OpAgent

OpAgent is a powerful agentic framework designed for autonomous web navigation and operation. It comes in two primary modes to suit different use cases: a full-featured Agentic Framework for state-of-the-art performance, and a streamlined Single-Model Mode for ease of use and quick deployment.

News

📄📄📄 [2026/02/14] We have released our technical report. Please refer to OpAgent Technical Report for details.

🔥🔥🔥 [2026/01/22] We are pleased to announce that Opagent achieves a remarkable 71.6% resolve rate on the Webarena leaderboard.

Overview

This repository provides the code and models for OpAgent, an operator agent for web navigation. We offer two distinct modes:

OpAgent: Single-Model Mode (opagent_single_model/ directory)
- A simplified, end-to-end approach where a single, powerful Vision-Language Model (VLM) directly performs web navigation tasks.
- This mode is designed for accessibility and quick deployment, offering a powerful yet easy-to-use solution for web automation.
- Perfect for developers who want to quickly integrate a web agent into their applications.
OpAgent: The Full Agentic Framework (opagent/ directory)
- An advanced, multi-agent system composed of a Planner, Grounder, Reflector, and Summarizer.
- This architecture enables sophisticated reasoning, robust error recovery, and self-correction, achieving top-tier performance on complex, long-horizon web tasks.
- Ideal for researchers and users seeking maximum performance and a deep dive into agentic AI architectures.

Performance Highlights

1. Single-Model Enhancement via Online RL

We employ an innovative Online Agentic Reinforcement Learning (RL) pipeline to significantly improve the capability of a single VLM. Our RL-enhanced model (RL-HybridReward-Zero) achieves a 38.1% success rate (@Pass5) on WebArena, outperforming other monolithic baselines and demonstrating a 10.7% absolute improvement over the original model.

2. Agentic Framework SOTA Performance

Our full agentic framework, OpAgent, achieves a state-of-the-art (SOTA) 71.6% resolve rate on the WebArena benchmark (formerly OAgent on the WebArena leaderboard), securing the #1 position on the leaderboard on Jan. 2026.

Getting Started

Depending on which mode you'd like to use, please follow the instructions below.

🚀 Mode 1: Single-Model Mode (`opagent_single_model/`)

This mode provides a ready-to-use, interactive web agent powered by a single model. It's the quickest way to see OpAgent in action.

For detailed installation and usage instructions, please refer to the README in the opagent_single_model directory:

➡️ Go to Single-Model Mode Usage Guide ⬅️

A quick preview of how to get started:

cd opagent_single_model
pip install -r requirements.txt
python main.py

🚀 Mode 1: Agentic Framework (`opagent/`)

This mode utilizes a multi-agent architecture (Planner, Grounder, etc.) to achieve the highest performance.

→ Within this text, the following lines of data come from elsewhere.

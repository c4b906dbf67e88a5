pub mod export;
pub mod normalize;
pub mod time_serde;

mod source;

pub use normalize::{DEFAULT_TITLE, normalize, random_id};
pub use source::Source;

use time::OffsetDateTime;

/// One turn of a flattened transcript.
#[derive(Debug, Clone, PartialEq, serde::Serialize, serde::Deserialize)]
pub struct ChatMessage {
	pub role: String,
	pub content: String,
	/// Unix seconds from the export, when the node carried one.
	#[serde(default, skip_serializing_if = "Option::is_none")]
	pub timestamp: Option<f64>,
}

/// A normalized conversation document, keyed by `(source, conversation_id)`.
#[derive(Debug, Clone, serde::Serialize, serde::Deserialize)]
pub struct Conversation {
	pub conversation_id: String,
	pub random_id: String,
	pub title: String,
	pub default_model_slug: Option<String>,
	#[serde(with = "crate::time_serde")]
	pub created_at: OffsetDateTime,
	/// Nullable so documents written before this field existed sort oldest.
	#[serde(with = "crate::time_serde::option")]
	pub updated_at: Option<OffsetDateTime>,
	/// Stamped at first insert and preserved across every later upsert.
	#[serde(with = "crate::time_serde")]
	pub added_to_database: OffsetDateTime,
	pub messages: Vec<ChatMessage>,
	pub message_count: i64,
	pub source: Source,
}
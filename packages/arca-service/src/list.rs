use arca_domain::{Conversation, Source};
use arca_storage::conversations;

use crate::{ArcaService, ServiceResult};

#[derive(Debug, Clone, serde::Serialize, serde::Deserialize)]
pub struct ListResponse {
	pub count: usize,
	pub conversations: Vec<Conversation>,
}

impl ArcaService {
	/// Returns every stored conversation across all source collections,
	/// newest-updated first. Documents without `updated_at` sort oldest.
	pub async fn list(&self) -> ServiceResult<ListResponse> {
		// Independent reads, merged after all complete.
		let (chatgpt, ollama, lmstudio) = tokio::try_join!(
			conversations::fetch_by_source(&self.db.pool, Source::Chatgpt),
			conversations::fetch_by_source(&self.db.pool, Source::Ollama),
			conversations::fetch_by_source(&self.db.pool, Source::Lmstudio),
		)?;
		let mut all = chatgpt;

		all.extend(ollama);
		all.extend(lmstudio);
		// Descending; None < Some, so undated documents land at the end.
		all.sort_by(|a, b| b.updated_at.cmp(&a.updated_at));

		Ok(ListResponse { count: all.len(), conversations: all })
	}
}
use serde::{Deserialize as _, Deserializer, Serializer};
use time::{OffsetDateTime, format_description::well_known::Rfc3339};

pub fn serialize<S>(value: &Option<OffsetDateTime>, serializer: S) -> Result<S::Ok, S::Error>
where
	S: Serializer,
{
	match value {
		Some(value) => crate::time_serde::serialize(value, serializer),
		None => serializer.serialize_none(),
	}
}

pub fn deserialize<'de, D>(deserializer: D) -> Result<Option<OffsetDateTime>, D::Error>
where
	D: Deserializer<'de>,
{
	let raw = Option::<String>::deserialize(deserializer)?;

	match raw {
		Some(value) =>
			OffsetDateTime::parse(&value, &Rfc3339).map(Some).map_err(serde::de::Error::custom),
		None => Ok(None),
	}
}
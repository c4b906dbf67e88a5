pub mod routes;
pub mod state;

use std::{net::SocketAddr, path::PathBuf};

use clap::Parser;
use tokio::net::TcpListener;
use tracing_subscriber::EnvFilter;

use crate::state::AppState;

#[derive(Debug, Parser)]
#[command(
	version = arca_cli::VERSION,
	rename_all = "kebab",
	styles = arca_cli::styles(),
)]
pub struct Args {
	#[arg(long, short = 'c', value_name = "FILE")]
	pub config: PathBuf,
}

pub async fn run(args: Args) -> color_eyre::Result<()> {
	let config = arca_config::load(&args.config)?;
	init_tracing(&config)?;
	let http_addr: SocketAddr = config.service.http_bind.parse()?;
	let state = AppState::new(config).await?;
	let app = routes::router(state);

	let listener = TcpListener::bind(http_addr).await?;
	tracing::info!(%http_addr, "HTTP server listening.");
	axum::serve(listener, app).await?;
	Ok(())
}

fn init_tracing(config: &arca_config::Config) -> color_eyre::Result<()> {
	let filter =
		EnvFilter::try_new(&config.service.log_level).unwrap_or_else(|_| EnvFilter::new("info"));
	tracing_subscriber::fmt().with_env_filter(filter).init();
	Ok(())
}
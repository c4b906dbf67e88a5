//! LM Studio's OpenAI-compatible API: `POST /v1/chat/completions`,
//! `GET /v1/models`.

use color_eyre::{Result, eyre};
use serde_json::Value;

use crate::{ChatCompletion, ModelInfo};

pub async fn chat(
	cfg: &arca_config::InferenceServer,
	model: &str,
	messages: &[Value],
) -> Result<ChatCompletion> {
	let client = crate::client(cfg)?;
	let url = format!("{}/v1/chat/completions", cfg.api_base);
	let body = serde_json::json!({
		"model": model,
		"messages": messages,
		"temperature": 0.7,
		"max_tokens": -1,
		"stream": false,
	});
	let res = client.post(url).json(&body).send().await?;
	let json: Value = res.error_for_status()?.json().await?;

	parse_chat_response(json)
}

pub async fn list_models(cfg: &arca_config::InferenceServer) -> Result<Vec<ModelInfo>> {
	let client = crate::client(cfg)?;
	let url = format!("{}/v1/models", cfg.api_base);
	let res = client.get(url).send().await?;
	let json: Value = res.error_for_status()?.json().await?;

	parse_models_response(json)
}

fn parse_chat_response(json: Value) -> Result<ChatCompletion> {
	let message = json
		.get("choices")
		.and_then(|v| v.as_array())
		.and_then(|choices| choices.first())
		.and_then(|choice| choice.get("message"))
		.and_then(|v| v.as_object())
		.ok_or_else(|| eyre::eyre!("LM Studio response has no choices[0].message."))?;
	let content = message
		.get("content")
		.and_then(|v| v.as_str())
		.ok_or_else(|| eyre::eyre!("LM Studio message is missing content."))?;
	let role = message.get("role").and_then(|v| v.as_str()).unwrap_or("assistant");
	let usage = json.get("usage");

	Ok(ChatCompletion {
		role: role.to_string(),
		content: content.to_string(),
		model: json.get("model").and_then(|v| v.as_str()).map(str::to_string),
		prompt_tokens: usage.and_then(|u| u.get("prompt_tokens")).and_then(|v| v.as_u64()),
		completion_tokens: usage.and_then(|u| u.get("completion_tokens")).and_then(|v| v.as_u64()),
		eval_duration_ns: None,
	})
}

fn parse_models_response(json: Value) -> Result<Vec<ModelInfo>> {
	let Some(data) = json.get("data").and_then(|v| v.as_array()) else {
		return Ok(Vec::new());
	};
	let models = data
		.iter()
		.filter_map(|model| model.get("id").and_then(|v| v.as_str()))
		.map(|id| ModelInfo { id: id.to_string(), size_bytes: None, modified_at: None })
		.collect();

	Ok(models)
}

#[cfg(test)]
mod tests {
	use super::*;

	#[test]
	fn parses_openai_style_completion() {
		let json = serde_json::json!({
			"model": "qwen2.5-7b-instruct",
			"choices": [
				{ "message": { "role": "assistant", "content": "Sure." }, "finish_reason": "stop" }
			],
			"usage": { "prompt_tokens": 9, "completion_tokens": 4, "total_tokens": 13 }
		});
		let completion = parse_chat_response(json).expect("parse failed");

		assert_eq!(completion.content, "Sure.");
		assert_eq!(completion.prompt_tokens, Some(9));
		assert_eq!(completion.completion_tokens, Some(4));
		assert_eq!(completion.eval_duration_ns, None);
	}

	#[test]
	fn empty_choices_is_an_error() {
		let json = serde_json::json!({ "choices": [] });

		assert!(parse_chat_response(json).is_err());
	}

	#[test]
	fn parses_model_ids() {
		let json = serde_json::json!({
			"data": [ { "id": "qwen2.5-7b-instruct" }, { "object": "model" } ]
		});
		let models = parse_models_response(json).expect("parse failed");

		assert_eq!(models.len(), 1);
		assert_eq!(models[0].id, "qwen2.5-7b-instruct");
	}
}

The core logic is implemented in the ./opagent/ directory, with evaluation scripts located in ./demo/local_agent_eval.py. This setup is primarily designed for benchmark evaluation and research.

To run the evaluation:

# Detailed setup and execution instructions are work-in-progress.
# Please refer to the code in the 'opagent' and 'demo' directories for now.
# We welcome community contributions to improve the documentation!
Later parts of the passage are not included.